[YOUR OBJECTIVE]
Each line of the data below must be given again exactly as written.

[EXCERPTED RECORDS]
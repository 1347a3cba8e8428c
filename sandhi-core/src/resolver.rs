//! Forward sandhi: merging two words at their boundary

use crate::error::{Result, SandhiError};
use crate::phoneme::Phoneme;
use crate::rules::{BoundaryMatch, RuleId, RuleTable};
use crate::script;
use serde::{Deserialize, Serialize};

/// Outcome of joining two operands
#[derive(Debug, Clone, PartialEq, Eq, Serialize, Deserialize)]
pub struct MergeResult {
    pub merged: String,
    pub rule_used: Option<RuleId>,
    /// No rule applied; `merged` is the plain concatenation
    pub fell_back_to_concatenation: bool,
}

/// Applies the single best rule at a word boundary
#[derive(Debug, Clone, Copy)]
pub struct SandhiResolver<'g> {
    rules: &'g RuleTable,
}

impl<'g> SandhiResolver<'g> {
    pub fn new(rules: &'g RuleTable) -> Self {
        Self { rules }
    }

    pub fn rules(&self) -> &'g RuleTable {
        self.rules
    }

    /// Merge `left` and `right`
    ///
    /// Only the junction is rewritten; the merged form is never rescanned.
    /// When no rule matches the canonical operands are concatenated unchanged.
    pub fn apply(&self, left: &str, right: &str) -> Result<MergeResult> {
        let left = script::canonicalize(left.trim());
        let right = script::canonicalize(right.trim());

        if left.is_empty() {
            return Err(SandhiError::InvalidInput(
                "left operand is empty".to_string(),
            ));
        }
        if right.is_empty() {
            return Err(SandhiError::InvalidInput(
                "right operand is empty".to_string(),
            ));
        }

        let left_phonemes = script::decode(&left);
        let right_phonemes = script::decode(&right);

        match self.rules.best(&left_phonemes, &right_phonemes) {
            Some(found) => {
                let merged = splice(&left_phonemes, &right_phonemes, &found);
                tracing::debug!(
                    "{} + {} -> {} via {}",
                    left,
                    right,
                    script::render(&merged),
                    found.rule.id
                );
                Ok(MergeResult {
                    merged: script::render(&merged),
                    rule_used: Some(found.rule.id.clone()),
                    fell_back_to_concatenation: false,
                })
            }
            None => {
                tracing::trace!("no rule for {} + {}, concatenating", left, right);
                Ok(MergeResult {
                    merged: format!("{left}{right}"),
                    rule_used: None,
                    fell_back_to_concatenation: true,
                })
            }
        }
    }

    /// Join two phoneme strings, applying the best rule if there is one
    ///
    /// Used for morpheme boundaries where plain concatenation must still
    /// happen at the phoneme level (a consonant stem before a vowel suffix).
    pub fn join_phonemes(
        &self,
        left: &[Phoneme],
        right: &[Phoneme],
    ) -> (Vec<Phoneme>, Option<RuleId>) {
        match self.rules.best(left, right) {
            Some(found) => (splice(left, right, &found), Some(found.rule.id.clone())),
            None => {
                let mut joined = Vec::with_capacity(left.len() + right.len());
                joined.extend_from_slice(left);
                joined.extend_from_slice(right);
                (joined, None)
            }
        }
    }
}

/// Replace the consumed phonemes on both sides with the rule output
fn splice(left: &[Phoneme], right: &[Phoneme], found: &BoundaryMatch<'_>) -> Vec<Phoneme> {
    let kept_left = &left[..left.len() - found.left_consumed];
    let kept_right = &right[found.right_consumed..];

    let mut merged =
        Vec::with_capacity(kept_left.len() + found.rule.output.len() + kept_right.len());
    merged.extend_from_slice(kept_left);
    merged.extend_from_slice(&found.rule.output);
    merged.extend_from_slice(kept_right);
    merged
}

#[cfg(test)]
mod tests {
    use super::*;
    use crate::grammar::Grammar;

    fn resolver() -> SandhiResolver<'static> {
        Grammar::embedded().resolver()
    }

    #[test]
    fn test_savarna_dirgha() {
        let result = resolver().apply("गुरु", "उपदेशः").unwrap();
        assert_eq!(result.merged, "गुरूपदेशः");
        assert_eq!(result.rule_used.unwrap().as_str(), "dirgha-u-u");
        assert!(!result.fell_back_to_concatenation);

        assert_eq!(resolver().apply("देव", "आलय").unwrap().merged, "देवालय");
    }

    #[test]
    fn test_guna() {
        assert_eq!(resolver().apply("राम", "इति").unwrap().merged, "रामेति");
        assert_eq!(resolver().apply("नील", "उत्पल").unwrap().merged, "नीलोत्पल");
        assert_eq!(resolver().apply("सप्त", "ऋषि").unwrap().merged, "सप्तर्षि");
    }

    #[test]
    fn test_yan_keeps_following_vowel() {
        let result = resolver().apply("प्रति", "अग्नि").unwrap();
        assert_eq!(result.merged, "प्रत्यग्नि");
        assert_eq!(result.rule_used.unwrap().as_str(), "yan-i");
    }

    #[test]
    fn test_consonant_rules() {
        assert_eq!(resolver().apply("वाक्", "देवी").unwrap().merged, "वाग्देवी");
        assert_eq!(resolver().apply("सम्", "कृ").unwrap().merged, "सङ्कृ");
        assert_eq!(resolver().apply("सम्", "सार").unwrap().merged, "संसार");
        assert_eq!(resolver().apply("तत्", "शिवः").unwrap().merged, "तच्छिवः");
        assert_eq!(resolver().apply("उत्", "लास").unwrap().merged, "उल्लास");
    }

    #[test]
    fn test_visarga_rules() {
        assert_eq!(resolver().apply("रामः", "अस्ति").unwrap().merged, "रामोऽस्ति");
        assert_eq!(resolver().apply("रामः", "च").unwrap().merged, "रामश्च");
        assert_eq!(resolver().apply("नमः", "ते").unwrap().merged, "नमस्ते");
        assert_eq!(resolver().apply("हरिः", "गच्छति").unwrap().merged, "हरिर्गच्छति");
    }

    #[test]
    fn test_fallback_is_plain_concatenation() {
        let result = resolver().apply("तत्", "कार").unwrap();
        assert_eq!(result.merged, "तत्कार");
        assert!(result.fell_back_to_concatenation);
        assert!(result.rule_used.is_none());

        let again = resolver().apply("तत्", "कार").unwrap();
        assert_eq!(again, result);
    }

    #[test]
    fn test_empty_operands_are_invalid() {
        assert!(matches!(
            resolver().apply("", "इति"),
            Err(SandhiError::InvalidInput(_))
        ));
        assert!(matches!(
            resolver().apply("राम", ""),
            Err(SandhiError::InvalidInput(_))
        ));
        assert!(matches!(
            resolver().apply("  ", "इति"),
            Err(SandhiError::InvalidInput(_))
        ));
    }

    #[test]
    fn test_single_unit_operands() {
        assert_eq!(resolver().apply("अ", "इ").unwrap().merged, "ए");
    }

    #[test]
    fn test_unknown_text_falls_back() {
        let result = resolver().apply("abc", "def").unwrap();
        assert_eq!(result.merged, "abcdef");
        assert!(result.fell_back_to_concatenation);
    }

    #[test]
    fn test_join_phonemes_concatenates_without_rule() {
        let (joined, rule) = resolver()
            .join_phonemes(&script::decode("पठ्"), &script::decode("ति"));
        assert_eq!(script::render(&joined), "पठ्ति");
        assert!(rule.is_none());
    }
}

[ANSWER AREA]
repository 1347a3cba8e8428c
filename sandhi-core/src/resolver.rs
//! Forward sandhi: merging two words at their boundary

use crate::error::{Result, SandhiError};
use crate::phoneme::Phoneme;
use crate::rules::{BoundaryMatch, RuleId, RuleTable};
use crate::script;
use serde::{Deserialize, Serialize};

/// Outcome of joining two operands
#[derive(Debug, Clone, PartialEq, Eq, Serialize, Deserialize)]
pub struct MergeResult {
    pub merged: String,
    pub rule_used: Option<RuleId>,
    /// No rule applied; `merged` is the plain concatenation
    pub fell_back_to_concatenation: bool,
}

/// Applies the single best rule at a word boundary
#[derive(Debug, Clone, Copy)]
pub struct SandhiResolver<'g> {
    rules: &'g RuleTable,
}

impl<'g> SandhiResolver<'g> {
    pub fn new(rules: &'g RuleTable) -> Self {
        Self { rules }
    }

    pub fn rules(&self) -> &'g RuleTable {
        self.rules
    }

    /// Merge `left` and `right`
    ///
    /// Only the junction is rewritten; the merged form is never rescanned.
    /// When no rule matches the canonical operands are concatenated unchanged.
    pub fn apply(&self, left: &str, right: &str) -> Result<MergeResult> {
        let left = script::canonicalize(left.trim());
        let right = script::canonicalize(right.trim());

        if left.is_empty() {
            return Err(SandhiError::InvalidInput(
                "left operand is empty".to_string(),
            ));
        }
        if right.is_empty() {
            return Err(SandhiError::InvalidInput(
                "right operand is empty".to_string(),
            ));
        }

        let left_phonemes = script::decode(&left);
        let right_phonemes = script::decode(&right);

        match self.rules.best(&left_phonemes, &right_phonemes) {
            Some(found) => {
                let merged = splice(&left_phonemes, &right_phonemes, &found);
                tracing::debug!(
                    "{} + {} -> {} via {}",
                    left,
                    right,
                    script::render(&merged),
                    found.rule.id
                );
                Ok(MergeResult {
                    merged: script::render(&merged),
                    rule_used: Some(found.rule.id.clone()),
                    fell_back_to_concatenation: false,
                })
            }
            None => {
                tracing::trace!("no rule for {} + {}, concatenating", left, right);
                Ok(MergeResult {
                    merged: format!("{left}{right}"),
                    rule_used: None,
                    fell_back_to_concatenation: true,
                })
            }
        }
    }

    /// Join two phoneme strings, applying the best rule if there is one
    ///
    /// Used for morpheme boundaries where plain concatenation must still
    /// happen at the phoneme level (a consonant stem before a vowel suffix).
    pub fn join_phonemes(
        &self,
        left: &[Phoneme],
        right: &[Phoneme],
    ) -> (Vec<Phoneme>, Option<RuleId>) {
        match self.rules.best(left, right) {
            Some(found) => (splice(left, right, &found), Some(found.rule.id.clone())),
            None => {
                let mut joined = Vec::with_capacity(left.len() + right.len());
                joined.extend_from_slice(left);
                joined.extend_from_slice(right);
                (joined, None)
            }
        }
    }
}

/// Replace the consumed phonemes on both sides with the rule output
fn splice(left: &[Phoneme], right: &[Phoneme], found: &BoundaryMatch<'_>) -> Vec<Phoneme> {
    let kept_left = &left[..left.len() - found.left_consumed];
    let kept_right = &right[found.right_consumed..];

    let mut merged =
        Vec::with_capacity(kept_left.len() + found.rule.output.len() + kept_right.len());
    merged.extend_from_slice(kept_left);
    merged.extend_from_slice(&found.rule.output);
    merged.extend_from_slice(kept_right);
    merged
}

#[cfg(test)]
mod tests {
    use super::*;
    use crate::grammar::Grammar;

    fn resolver() -> SandhiResolver<'static> {
        Grammar::embedded().resolver()
    }

    #[test]
    fn test_savarna_dirgha() {
        let result = resolver().apply("गुरु", "उपदेशः").unwrap();
        assert_eq!(result.merged, "गुरूपदेशः");
        assert_eq!(result.rule_used.unwrap().as_str(), "dirgha-u-u");
        assert!(!result.fell_back_to_concatenation);

        assert_eq!(resolver().apply("देव", "आलय").unwrap().merged, "देवालय");
    }

    #[test]
    fn test_guna() {
        assert_eq!(resolver().apply("राम", "इति").unwrap().merged, "रामेति");
        assert_eq!(resolver().apply("नील", "उत्पल").unwrap().merged, "नीलोत्पल");
        assert_eq!(resolver().apply("सप्त", "ऋषि").unwrap().merged, "सप्तर्षि");
    }

    #[test]
    fn test_yan_keeps_following_vowel() {
        let result = resolver().apply("प्रति", "अग्नि").unwrap();
        assert_eq!(result.merged, "प्रत्यग्नि");
        assert_eq!(result.rule_used.unwrap().as_str(), "yan-i");
    }

    #[test]
    fn test_consonant_rules() {
        assert_eq!(resolver().apply("वाक्", "देवी").unwrap().merged, "वाग्देवी");
        assert_eq!(resolver().apply("सम्", "कृ").unwrap().merged, "सङ्कृ");
        assert_eq!(resolver().apply("सम्", "सार").unwrap().merged, "संसार");
        assert_eq!(resolver().apply("तत्", "शिवः").unwrap().merged, "तच्छिवः");
        assert_eq!(resolver().apply("उत्", "लास").unwrap().merged, "उल्लास");
    }

    #[test]
    fn test_visarga_rules() {
        assert_eq!(resolver().apply("रामः", "अस्ति").unwrap().merged, "रामोऽस्ति");
        assert_eq!(resolver().apply("रामः", "च").unwrap().merged, "रामश्च");
        assert_eq!(resolver().apply("नमः", "ते").unwrap().merged, "नमस्ते");
        assert_eq!(resolver().apply("हरिः", "गच्छति").unwrap().merged, "हरिर्गच्छति");
    }

    #[test]
    fn test_fallback_is_plain_concatenation() {
        let result = resolver().apply("तत्", "कार").unwrap();
        assert_eq!(result.merged, "तत्कार");
        assert!(result.fell_back_to_concatenation);
        assert!(result.rule_used.is_none());

        let again = resolver().apply("तत्", "कार").unwrap();
        assert_eq!(again, result);
    }

    #[test]
    fn test_empty_operands_are_invalid() {
        assert!(matches!(
            resolver().apply("", "इति"),
            Err(SandhiError::InvalidInput(_))
        ));
        assert!(matches!(
            resolver().apply("राम", ""),
            Err(SandhiError::InvalidInput(_))
        ));
        assert!(matches!(
            resolver().apply("  ", "इति"),
            Err(SandhiError::InvalidInput(_))
        ));
    }

    #[test]
    fn test_single_unit_operands() {
        assert_eq!(resolver().apply("अ", "इ").unwrap().merged, "ए");
    }

    #[test]
    fn test_unknown_text_falls_back() {
        let result = resolver().apply("abc", "def").unwrap();
        assert_eq!(result.merged, "abcdef");
        assert!(result.fell_back_to_concatenation);
    }

    #[test]
    fn test_join_phonemes_concatenates_without_rule() {
        let (joined, rule) = resolver()
            .join_phonemes(&script::decode("पठ्"), &script::decode("ति"));
        assert_eq!(script::render(&joined), "पठ्ति");
        assert!(rule.is_none());
    }
}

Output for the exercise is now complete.